With every interaction comes a new lesson, and we learn various skills along the way that we might not have realized before were important to our profession. These skills are essential, however, and we begin learning them during CNA training and continue to learn them throughout our careers.
Essential Skills Learned During and After CNA Training
- Multi-tasking- While the award for greatest multi-tasker still belongs to moms, those who enter and complete CNA training come in at a close second or third. Our profession demands we juggle patient loads, care for scared family members, and run interference between patients and nurses, and most days we do it all with a smile.
- Teamwork- When you enter CNA training, one of the first things you will learn is that this is not a solo profession. Even if you are working by yourself, being able to count on your co-workers and fellow students, and ensuring they can count on you, is an essential part of becoming successful in the health care field.
- Critical Thinking- As a CNA, you stand on the front line. You are your patient’s voice and their only hope in many circumstances. When faced with life or death decisions, however, you can be sure that the critical thinking skills you learned during CNA training will help you trust your instincts and make the right decision for your patient.
- Customer Service- Think customer service is only necessary for other jobs? Not true. You probably use this skill every day without even knowing it. Each time you help a worried family or offer a smile to a patient, you are using this skill.
- Flexibility- In the health care field, nothing works by the clock. Sure, the nurses pass meds at 11 and your break is scheduled at 12, but there’s always something that seems to get in the way of uniformity. Whether it a patient who is having a rough night and just wants you to sit by their bed for a little while or a fellow CNA needs your help getting an immobile patient from their wheelchair into their bed, expecting the unexpected and adapting to it is essential in this line of work.

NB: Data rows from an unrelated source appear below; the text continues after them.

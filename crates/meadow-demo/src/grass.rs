//! Self-spreading grass.
//!
//! A tuft starts as a point, grows a little every tick until it reaches full
//! size, and from then on plants a new tuft nearby every `cooldown` seconds,
//! as long as the meadow holds fewer than `population_limit` tufts.

use std::rc::Rc;

use meadow::prelude::*;
use rand::rngs::StdRng;
use rand::{Rng, RngCore, SeedableRng};
use serde::{Deserialize, Serialize};

/// Tuning shared by every tuft. Read from the `"grass"` section of the
/// config file.
#[derive(Debug, Clone, PartialEq, Serialize, Deserialize)]
#[serde(default)]
pub struct GrassSettings {
    /// Growth added per tick, toward `1.0`.
    pub growth_rate: f32,
    pub max_width: f32,
    pub max_height: f32,
    /// Seconds between reproductions, drawn once per tuft.
    pub cooldown_min: f32,
    pub cooldown_max: f32,
    /// Children land within this many pixels of the parent on each axis.
    pub spread_radius: f32,
    pub population_limit: usize,
    pub texture: String,
}

impl Default for GrassSettings {
    fn default() -> Self {
        Self {
            growth_rate: 0.001,
            max_width: 256.0 * 0.3,
            max_height: 247.0 * 0.3,
            cooldown_min: 3.0,
            cooldown_max: 15.0,
            spread_radius: 150.0,
            population_limit: 10,
            texture: "grass1".into(),
        }
    }
}

pub struct Grass {
    settings: Rc<GrassSettings>,
    bounds: Rect,
    growth: f32,
    cooldown: f32,
    last_reproduction: Option<f32>,
    texture: Option<TextureHandle>,
    rng: StdRng,
}

impl Grass {
    /// A seedling centered on `(x, y)`.
    pub fn new(x: f32, y: f32, settings: Rc<GrassSettings>, mut rng: StdRng) -> Self {
        let (lo, hi) = if settings.cooldown_min <= settings.cooldown_max {
            (settings.cooldown_min, settings.cooldown_max)
        } else {
            (settings.cooldown_max, settings.cooldown_min)
        };
        let cooldown = rng.gen_range(lo..=hi);
        Self {
            settings,
            bounds: Rect::new(x, y, 0.0, 0.0),
            growth: 0.0,
            cooldown,
            last_reproduction: None,
            texture: None,
            rng,
        }
    }

    pub fn seeded(x: f32, y: f32, settings: Rc<GrassSettings>, seed: u64) -> Self {
        Self::new(x, y, settings, StdRng::seed_from_u64(seed))
    }

    pub fn growth(&self) -> f32 {
        self.growth
    }

    pub fn bounds(&self) -> Rect {
        self.bounds
    }

    pub fn cooldown(&self) -> f32 {
        self.cooldown
    }

    /// Engine time (seconds) of the most recent reproduction.
    pub fn last_reproduction(&self) -> Option<f32> {
        self.last_reproduction
    }

    fn grow(&mut self) {
        self.growth = (self.growth + self.settings.growth_rate.max(0.0)).min(1.0);
        self.bounds.resize_centered(
            (self.settings.max_width * self.growth).max(0.0),
            (self.settings.max_height * self.growth).max(0.0),
        );
    }

    fn ready_to_reproduce(&self, ctx: &EntityCtx<'_>, now: f32) -> bool {
        if self.growth < 1.0 || ctx.count::<Grass>() >= self.settings.population_limit {
            return false;
        }
        match self.last_reproduction {
            None => true,
            Some(last) => now - last >= self.cooldown,
        }
    }

    fn reproduce(&mut self, ctx: &mut EntityCtx<'_>, now: f32) -> EntityId {
        self.last_reproduction = Some(now);

        let r = self.settings.spread_radius.abs();
        let (x, y) = (self.bounds.x, self.bounds.y);
        let child_x = self.rng.gen_range(x - r..=x + r).max(0.0);
        let child_y = self.rng.gen_range(y - r..=y + r).max(0.0);

        let child = Grass::seeded(
            child_x,
            child_y,
            Rc::clone(&self.settings),
            self.rng.next_u64(),
        );
        let id = ctx.spawn(child);
        log::debug!(
            "Grass {} planted {id} at ({child_x:.1}, {child_y:.1}), population {}",
            ctx.id(),
            ctx.count::<Grass>()
        );
        id
    }
}

impl Entity for Grass {
    fn start(&mut self, ctx: &mut EntityCtx<'_>) {
        self.texture = ctx.texture(&self.settings.texture);
        if self.texture.is_none() {
            log::error!(
                "Failed to load grass texture: {} not found",
                self.settings.texture
            );
        }
    }

    fn update(&mut self, ctx: &mut EntityCtx<'_>, _dt: f32) -> anyhow::Result<()> {
        self.grow();
        let now = ctx.time().elapsed_secs();
        if self.ready_to_reproduce(ctx, now) {
            self.reproduce(ctx, now);
        }
        Ok(())
    }

    fn render(&self, ctx: &mut RenderCtx<'_>) -> anyhow::Result<()> {
        if let Some(texture) = self.texture {
            ctx.draw(texture, self.bounds);
        }
        Ok(())
    }
}

#[cfg(test)]
mod tests {
    use std::time::Duration;

    use super::*;

    fn textures() -> TextureRegistry {
        let mut textures = TextureRegistry::new();
        textures.register("assets/grass1.png", "grass1").unwrap();
        textures
            .load_all(&mut HeadlessBackend::new(800, 600))
            .unwrap();
        textures
    }

    fn at(secs: f32, frame: u64) -> Time {
        Time::new(
            Duration::from_millis(16),
            Duration::from_secs_f32(secs),
            frame,
        )
    }

    /// Full-grown after one tick, fixed five second cooldown.
    fn eager() -> Rc<GrassSettings> {
        Rc::new(GrassSettings {
            growth_rate: 1.0,
            cooldown_min: 5.0,
            cooldown_max: 5.0,
            ..GrassSettings::default()
        })
    }

    #[test]
    fn growth_is_monotonic_and_capped() {
        let settings = Rc::new(GrassSettings {
            growth_rate: 0.003,
            population_limit: 1,
            ..GrassSettings::default()
        });
        let textures = textures();
        let mut scene = Scene::new();
        let id = scene.add_entity(Grass::seeded(200.0, 150.0, settings, 1), &textures);

        let mut previous = 0.0;
        for frame in 1..=1000 {
            scene.update_all(at(frame as f32 * 0.016, frame), &textures);
            let grass = scene.get::<Grass>(id).unwrap();
            assert!(grass.growth() >= previous);
            assert!(grass.growth() <= 1.0);
            assert!(grass.bounds().w >= 0.0 && grass.bounds().h >= 0.0);
            previous = grass.growth();
        }

        let grass = scene.get::<Grass>(id).unwrap();
        assert_eq!(grass.growth(), 1.0);
        assert!((grass.bounds().w - 256.0 * 0.3).abs() < 1e-3);
        let center = grass.bounds().center();
        assert!((center.x - 200.0).abs() < 1e-3 && (center.y - 150.0).abs() < 1e-3);
        assert_eq!(scene.len(), 1);
    }

    #[test]
    fn cooldown_spaces_out_reproduction() {
        let textures = textures();
        let mut scene = Scene::new();
        let id = scene.add_entity(Grass::seeded(300.0, 300.0, eager(), 7), &textures);
        assert_eq!(scene.get::<Grass>(id).unwrap().cooldown(), 5.0);

        scene.update_all(at(0.0, 1), &textures);
        assert_eq!(scene.get::<Grass>(id).unwrap().last_reproduction(), Some(0.0));

        scene.update_all(at(2.0, 2), &textures);
        scene.update_all(at(4.0, 3), &textures);
        assert_eq!(scene.get::<Grass>(id).unwrap().last_reproduction(), Some(0.0));

        scene.update_all(at(6.0, 4), &textures);
        assert_eq!(scene.get::<Grass>(id).unwrap().last_reproduction(), Some(6.0));
    }

    #[test]
    fn child_appears_next_frame_near_parent() {
        let textures = textures();
        let mut scene = Scene::new();
        scene.add_entity(Grass::seeded(0.0, 0.0, eager(), 3), &textures);

        scene.update_all(at(0.0, 1), &textures);
        assert_eq!(scene.len(), 1);
        assert_eq!(scene.count::<Grass>(), 2);

        scene.update_all(at(0.016, 2), &textures);
        assert_eq!(scene.len(), 2);
        let (_, child) = scene.iter_of::<Grass>().nth(1).unwrap();
        let center = child.bounds().center();
        assert!((0.0..=150.0).contains(&center.x));
        assert!((0.0..=150.0).contains(&center.y));
    }

    #[test]
    fn full_meadow_does_not_grow() {
        let settings = eager();
        let textures = textures();
        let mut scene = Scene::new();
        for seed in 0..10 {
            scene.add_entity(
                Grass::seeded(100.0, 100.0, Rc::clone(&settings), seed),
                &textures,
            );
        }

        scene.update_all(at(0.0, 1), &textures);
        scene.update_all(at(10.0, 2), &textures);
        assert_eq!(scene.count::<Grass>(), 10);
        assert_eq!(scene.len(), 10);
        assert!(scene.iter_of::<Grass>().all(|(_, g)| g.last_reproduction().is_none()));
    }

    #[test]
    fn same_frame_reproduction_respects_the_limit() {
        let settings = eager();
        let textures = textures();
        let mut scene = Scene::new();
        for seed in 0..9 {
            scene.add_entity(
                Grass::seeded(100.0, 100.0, Rc::clone(&settings), seed),
                &textures,
            );
        }

        // All nine are full-grown and eligible in the same update pass.
        scene.update_all(at(0.0, 1), &textures);
        assert_eq!(scene.count::<Grass>(), 10);

        scene.update_all(at(0.016, 2), &textures);
        assert_eq!(scene.len(), 10);
        let parents = scene
            .iter_of::<Grass>()
            .filter(|(_, g)| g.last_reproduction().is_some())
            .count();
        assert_eq!(parents, 1);
    }

    #[test]
    fn missing_texture_draws_nothing() {
        let textures = TextureRegistry::new();
        let mut scene = Scene::new();
        scene.add_entity(Grass::seeded(10.0, 10.0, eager(), 0), &textures);

        let mut backend = HeadlessBackend::new(800, 600);
        scene.update_all(at(0.0, 1), &textures);
        scene.render_all(&mut backend, (800, 600), &textures);
        assert!(backend.draws().is_empty());
    }

    #[test]
    fn inverted_cooldown_range_is_accepted() {
        let settings = Rc::new(GrassSettings {
            cooldown_min: 15.0,
            cooldown_max: 3.0,
            ..GrassSettings::default()
        });
        let grass = Grass::seeded(0.0, 0.0, settings, 11);
        assert!((3.0..=15.0).contains(&grass.cooldown()));
    }

    #[test]
    fn negative_max_size_is_clamped_to_zero() {
        let settings: GrassSettings =
            serde_json::from_str(r#"{ "max_width": -50.0, "growth_rate": 1.0 }"#).unwrap();
        let textures = textures();
        let mut scene = Scene::new();
        let id = scene.add_entity(Grass::seeded(150.0, 100.0, Rc::new(settings), 3), &textures);

        scene.update_all(at(0.0, 1), &textures);
        let bounds = scene.get::<Grass>(id).unwrap().bounds();
        assert_eq!(bounds.w, 0.0);
        assert!(bounds.h > 0.0);
        assert!((bounds.center().x - 150.0).abs() < 1e-3);
    }

    #[test]
    fn settings_fill_in_defaults() {
        let settings: GrassSettings =
            serde_json::from_str(r#"{ "population_limit": 25, "texture": "grass2" }"#).unwrap();
        assert_eq!(settings.population_limit, 25);
        assert_eq!(settings.texture, "grass2");
        assert_eq!(settings.growth_rate, 0.001);
        assert_eq!(settings.spread_radius, 150.0);
    }
}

- Ability to Change- Change is something that happens to everyone, everywhere, but not everyone likes it. While we can’t control what changes before or after CNA training, we can be positive about those changes. This particular skill is one that not every CNA will learn, but should.
- Desire for Learning- During CNA training, you will learn that not everything can be learned in the classroom. Some skills and lessons must be experienced through experience. Learning to embrace this and always search for new ways to learn is a skill that can help you understand new ideas and advance after CNA training.